Resistive transition and flux flow mechanism in CoFe 2 O 4 nanoparticles added Cu 0.5 Tl 0.5 Ba 2 Ca 2 Cu 3 O 10−δ superconductor

(CoFe2O4)x/Cu0.5Tl0.5Ba2Ca2Cu3O10−δ {(CoFe2O4)x/CuTl-1223}; (0 ≤ x ≤ 2) nanoparticles-superconductor composites were synthesized by solid–state reaction technique and dissipative mechanism was investigated by infield measurements and analysis. Activation energy {Uo(H)} was calculated from Arrhenius plots of infield resistivity measurements.
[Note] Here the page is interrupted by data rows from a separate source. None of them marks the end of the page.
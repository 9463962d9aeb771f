//! Keyword search screen (`/search`).

use crate::http::RecipeApi;
use crate::types::Recipe;

/// Message shown for any failed search.
pub const SEARCH_ERROR_MESSAGE: &str = "Error fetching recipes, please try again.";

/// What a submit did.
#[derive(Debug, Clone, Copy, PartialEq, Eq)]
pub enum SearchOutcome {
    /// Empty query: no request, no state change.
    Skipped,
    Found(usize),
    Failed,
}

#[derive(Debug, Default)]
pub struct RecipeSearch {
    query: String,
    results: Vec<Recipe>,
    loading: bool,
    error: Option<String>,
}

impl RecipeSearch {
    pub fn new() -> Self {
        Self::default()
    }

    /// Update the query text. Never fetches.
    pub fn set_query(&mut self, query: impl Into<String>) {
        self.query = query.into();
    }

    pub fn query(&self) -> &str {
        &self.query
    }

    pub fn results(&self) -> &[Recipe] {
        &self.results
    }

    /// True while a request is in flight; the submit control is disabled.
    pub fn is_loading(&self) -> bool {
        self.loading
    }

    pub fn error(&self) -> Option<&str> {
        self.error.as_deref()
    }

    /// Run the search for the current query.
    pub async fn submit(&mut self, api: &dyn RecipeApi) -> SearchOutcome {
        if self.query.is_empty() {
            return SearchOutcome::Skipped;
        }

        self.loading = true;
        self.error = None;

        let outcome = match api.search_recipes(&self.query).await {
            Ok(page) => {
                self.results = page.recipes;
                SearchOutcome::Found(self.results.len())
            }
            Err(e) => {
                tracing::warn!(query = %self.query, error = %e, "search failed");
                self.error = Some(SEARCH_ERROR_MESSAGE.to_string());
                SearchOutcome::Failed
            }
        };

        self.loading = false;
        outcome
    }
}
//! String-typed staging form for a recipe, coerced to [`NewRecipe`] on submit.

use crate::error::FormError;
use crate::types::{NewRecipe, Recipe};

/// Scalar inputs of the recipe form.
#[derive(Debug, Clone, Copy, PartialEq, Eq)]
pub enum TextField {
    Name,
    Image,
    PrepTimeMinutes,
    CookTimeMinutes,
    Servings,
    Difficulty,
    Cuisine,
    CaloriesPerServing,
    UserId,
    Rating,
    ReviewCount,
}

impl TextField {
    /// Form order.
    pub const ALL: &'static [TextField] = &[
        TextField::Name,
        TextField::PrepTimeMinutes,
        TextField::CookTimeMinutes,
        TextField::Servings,
        TextField::Difficulty,
        TextField::Cuisine,
        TextField::CaloriesPerServing,
        TextField::UserId,
        TextField::Image,
        TextField::Rating,
        TextField::ReviewCount,
    ];

    /// Wire name of the field.
    pub fn as_str(&self) -> &'static str {
        match self {
            TextField::Name => "name",
            TextField::Image => "image",
            TextField::PrepTimeMinutes => "prepTimeMinutes",
            TextField::CookTimeMinutes => "cookTimeMinutes",
            TextField::Servings => "servings",
            TextField::Difficulty => "difficulty",
            TextField::Cuisine => "cuisine",
            TextField::CaloriesPerServing => "caloriesPerServing",
            TextField::UserId => "userId",
            TextField::Rating => "rating",
            TextField::ReviewCount => "reviewCount",
        }
    }

    pub fn label(&self) -> &'static str {
        match self {
            TextField::Name => "Name",
            TextField::Image => "Image URL",
            TextField::PrepTimeMinutes => "Prep Time (minutes)",
            TextField::CookTimeMinutes => "Cook Time (minutes)",
            TextField::Servings => "Servings",
            TextField::Difficulty => "Difficulty",
            TextField::Cuisine => "Cuisine",
            TextField::CaloriesPerServing => "Calories Per Serving",
            TextField::UserId => "User ID",
            TextField::Rating => "Rating",
            TextField::ReviewCount => "Review Count",
        }
    }

    pub fn from_str(s: &str) -> Option<Self> {
        TextField::ALL.iter().copied().find(|f| f.as_str() == s)
    }
}

/// Growable list inputs of the recipe form.
#[derive(Debug, Clone, Copy, PartialEq, Eq)]
pub enum ListField {
    Ingredients,
    Instructions,
    Tags,
    MealType,
}

impl ListField {
    pub const ALL: &'static [ListField] = &[
        ListField::Ingredients,
        ListField::Instructions,
        ListField::Tags,
        ListField::MealType,
    ];

    pub fn as_str(&self) -> &'static str {
        match self {
            ListField::Ingredients => "ingredients",
            ListField::Instructions => "instructions",
            ListField::Tags => "tags",
            ListField::MealType => "mealType",
        }
    }

    /// Placeholder prefix for one slot, e.g. "Step 2".
    pub fn slot_label(&self) -> &'static str {
        match self {
            ListField::Ingredients => "Ingredient",
            ListField::Instructions => "Step",
            ListField::Tags => "Tag",
            ListField::MealType => "Meal Type",
        }
    }

    pub fn from_str(s: &str) -> Option<Self> {
        ListField::ALL.iter().copied().find(|f| f.as_str() == s)
    }
}

/// The in-progress recipe form. Every scalar is held as typed text.
#[derive(Debug, Clone, PartialEq, Eq)]
pub struct DraftRecipe {
    pub name: String,
    pub image: String,
    pub ingredients: Vec<String>,
    pub instructions: Vec<String>,
    pub prep_time_minutes: String,
    pub cook_time_minutes: String,
    pub servings: String,
    pub difficulty: String,
    pub cuisine: String,
    pub calories_per_serving: String,
    pub rating: String,
    pub review_count: String,
    pub tags: Vec<String>,
    pub meal_type: Vec<String>,
    pub user_id: String,
}

impl Default for DraftRecipe {
    fn default() -> Self {
        Self {
            name: String::new(),
            image: "https://cdn.dummyjson.com/recipe-images/28.webp".to_string(),
            ingredients: vec![String::new()],
            instructions: vec![String::new()],
            prep_time_minutes: "15".to_string(),
            cook_time_minutes: "15".to_string(),
            servings: "4".to_string(),
            difficulty: "Easy".to_string(),
            cuisine: "Indian".to_string(),
            calories_per_serving: "40".to_string(),
            rating: "4".to_string(),
            review_count: "20".to_string(),
            tags: vec!["Dosa".to_string(), "Breakfast".to_string()],
            meal_type: vec!["Lunch".to_string()],
            user_id: "2".to_string(),
        }
    }
}

impl DraftRecipe {
    /// Pre-fill from an existing recipe, rendering numbers back to text.
    pub fn from_recipe(recipe: &Recipe) -> Self {
        Self {
            name: recipe.name.clone(),
            image: recipe.image.clone(),
            ingredients: recipe.ingredients.clone(),
            instructions: recipe.instructions.clone(),
            prep_time_minutes: recipe.prep_time_minutes.to_string(),
            cook_time_minutes: recipe.cook_time_minutes.to_string(),
            servings: recipe.servings.to_string(),
            difficulty: recipe.difficulty.clone(),
            cuisine: recipe.cuisine.clone(),
            calories_per_serving: recipe.calories_per_serving.to_string(),
            rating: recipe.rating.to_string(),
            review_count: recipe.review_count.to_string(),
            tags: recipe.tags.clone(),
            meal_type: recipe.meal_type.clone(),
            user_id: recipe.user_id.to_string(),
        }
    }

    fn text_mut(&mut self, field: TextField) -> &mut String {
        match field {
            TextField::Name => &mut self.name,
            TextField::Image => &mut self.image,
            TextField::PrepTimeMinutes => &mut self.prep_time_minutes,
            TextField::CookTimeMinutes => &mut self.cook_time_minutes,
            TextField::Servings => &mut self.servings,
            TextField::Difficulty => &mut self.difficulty,
            TextField::Cuisine => &mut self.cuisine,
            TextField::CaloriesPerServing => &mut self.calories_per_serving,
            TextField::UserId => &mut self.user_id,
            TextField::Rating => &mut self.rating,
            TextField::ReviewCount => &mut self.review_count,
        }
    }

    pub fn text(&self, field: TextField) -> &str {
        match field {
            TextField::Name => &self.name,
            TextField::Image => &self.image,
            TextField::PrepTimeMinutes => &self.prep_time_minutes,
            TextField::CookTimeMinutes => &self.cook_time_minutes,
            TextField::Servings => &self.servings,
            TextField::Difficulty => &self.difficulty,
            TextField::Cuisine => &self.cuisine,
            TextField::CaloriesPerServing => &self.calories_per_serving,
            TextField::UserId => &self.user_id,
            TextField::Rating => &self.rating,
            TextField::ReviewCount => &self.review_count,
        }
    }

    pub fn set_text(&mut self, field: TextField, value: impl Into<String>) {
        *self.text_mut(field) = value.into();
    }

    pub fn list(&self, field: ListField) -> &[String] {
        match field {
            ListField::Ingredients => &self.ingredients,
            ListField::Instructions => &self.instructions,
            ListField::Tags => &self.tags,
            ListField::MealType => &self.meal_type,
        }
    }

    fn list_mut(&mut self, field: ListField) -> &mut Vec<String> {
        match field {
            ListField::Ingredients => &mut self.ingredients,
            ListField::Instructions => &mut self.instructions,
            ListField::Tags => &mut self.tags,
            ListField::MealType => &mut self.meal_type,
        }
    }

    /// Overwrite one slot of a list field in place.
    pub fn set_item(
        &mut self,
        field: ListField,
        index: usize,
        value: impl Into<String>,
    ) -> Result<(), FormError> {
        let list = self.list_mut(field);
        let len = list.len();
        let slot = list.get_mut(index).ok_or(FormError::IndexOutOfRange {
            field: field.as_str(),
            index,
            len,
        })?;
        *slot = value.into();
        Ok(())
    }

    /// Append one empty slot. Lists never shrink.
    pub fn push_slot(&mut self, field: ListField) -> usize {
        let list = self.list_mut(field);
        list.push(String::new());
        list.len() - 1
    }

    /// Replace a whole list field.
    pub fn set_list(&mut self, field: ListField, values: Vec<String>) {
        *self.list_mut(field) = values;
    }

    /// Convert to the typed payload. Numeric text is trimmed before parsing.
    pub fn coerce(&self) -> Result<NewRecipe, FormError> {
        Ok(NewRecipe {
            name: self.name.clone(),
            image: self.image.clone(),
            ingredients: self.ingredients.clone(),
            instructions: self.instructions.clone(),
            prep_time_minutes: parse_number(TextField::PrepTimeMinutes, &self.prep_time_minutes)?,
            cook_time_minutes: parse_number(TextField::CookTimeMinutes, &self.cook_time_minutes)?,
            servings: parse_number(TextField::Servings, &self.servings)?,
            difficulty: self.difficulty.clone(),
            cuisine: self.cuisine.clone(),
            calories_per_serving: parse_number(
                TextField::CaloriesPerServing,
                &self.calories_per_serving,
            )?,
            rating: parse_rating(&self.rating)?,
            review_count: parse_number(TextField::ReviewCount, &self.review_count)?,
            tags: self.tags.clone(),
            meal_type: self.meal_type.clone(),
            user_id: parse_number(TextField::UserId, &self.user_id)?,
        })
    }
}

fn parse_number<T: std::str::FromStr>(field: TextField, value: &str) -> Result<T, FormError> {
    value
        .trim()
        .parse()
        .map_err(|_| FormError::InvalidNumber {
            field: field.as_str(),
            value: value.to_string(),
        })
}

fn parse_rating(value: &str) -> Result<f64, FormError> {
    let rating: f64 = parse_number(TextField::Rating, value)?;
    if rating.is_finite() {
        Ok(rating)
    } else {
        Err(FormError::InvalidNumber {
            field: TextField::Rating.as_str(),
            value: value.to_string(),
        })
    }
}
The infield resistive properties of superconductors depend upon the fluxoid motion, which causes resistive transition broadening by shifting Tc (0) towards lower temperature values. The enhancement of transition broadening is attributed to spread of upper critical field in vortex state and dissipation process with applied magnetic field. Addition of magnetic CoFe2O4 nanoparticles reduces the fluxoid motion by introducing nano-sized defects in the host CuTl-1223 superconducting matrix, which act as effective flux pinning centers. An overall increase in the activation energy Uo(H) has been observed with increasing contents of magnetic CoFe2O4 nanoparticles, which elucidate the enhanced flux pinning with increasing CoFe2O4 magnetic nanoparticles content up to x = 1.5 wt. % in CuTl-1223 superconducting matrix.